The line holding "Parses configuration JSON." and every line after it through the end of the entries below: retype these exactly and nothing more.

[[ Exercise inputs, beginning ]]

//! JSON configuration file for `fxta compute`.
//!
//! ```json
//! {
//!   "engine": { "validate_candles": true, "price_source": "close" },
//!   "indicators": [
//!     { "id": "MA20" },
//!     { "id": "macd", "params": { "fast": 8, "slow": 21 } }
//!   ]
//! }
//! ```
//!
//! Both keys are optional. Command-line flags are applied on top of the file.

use std::fs;
use std::path::Path;

use fxta::plan::IndicatorRequest;
use fxta::EngineConfig;
use serde::{Deserialize, Serialize};
use tracing::debug;

use crate::error::{CliError, Result};

/// Contents of a configuration file.
#[derive(Debug, Clone, Default, PartialEq, Serialize, Deserialize)]
#[serde(default, deny_unknown_fields)]
pub struct CliConfig {
    /// Engine options.
    pub engine: EngineConfig,
    /// Indicators to compute, before any given with `-i`.
    pub indicators: Vec<IndicatorRequest>,
}

impl CliConfig {
    /// Loads a configuration file.
    ///
    /// # Errors
    ///
    /// Returns `CliError::FileError` if the file cannot be read or
    /// `CliError::ConfigError` if it is not a valid configuration.
    pub fn load<P: AsRef<Path>>(path: P) -> Result<Self> {
        let path = path.as_ref();
        let text = fs::read_to_string(path).map_err(|source| CliError::FileError {
            path: path.display().to_string(),
            source,
        })?;
        let config = Self::parse(&text).map_err(|e| CliError::ConfigError {
            path: path.display().to_string(),
            message: e.to_string(),
        })?;
        debug!(path = %path.display(), indicators = config.indicators.len(), "loaded configuration");
        Ok(config)
    }

    /// Parses configuration JSON.
    ///
    /// # Errors
    ///
    /// Returns the deserialization error.
    pub fn parse(text: &str) -> serde_json::Result<Self> {
        serde_json::from_str(text)
    }
}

[[ Exercise inputs, end ]]

Response to the exercise:
    /// Parses configuration JSON.
    ///
    /// # Errors
    ///
    /// Returns the deserialization error.
    pub fn parse(text: &str) -> serde_json::Result<Self> {
        serde_json::from_str(text)
    }
}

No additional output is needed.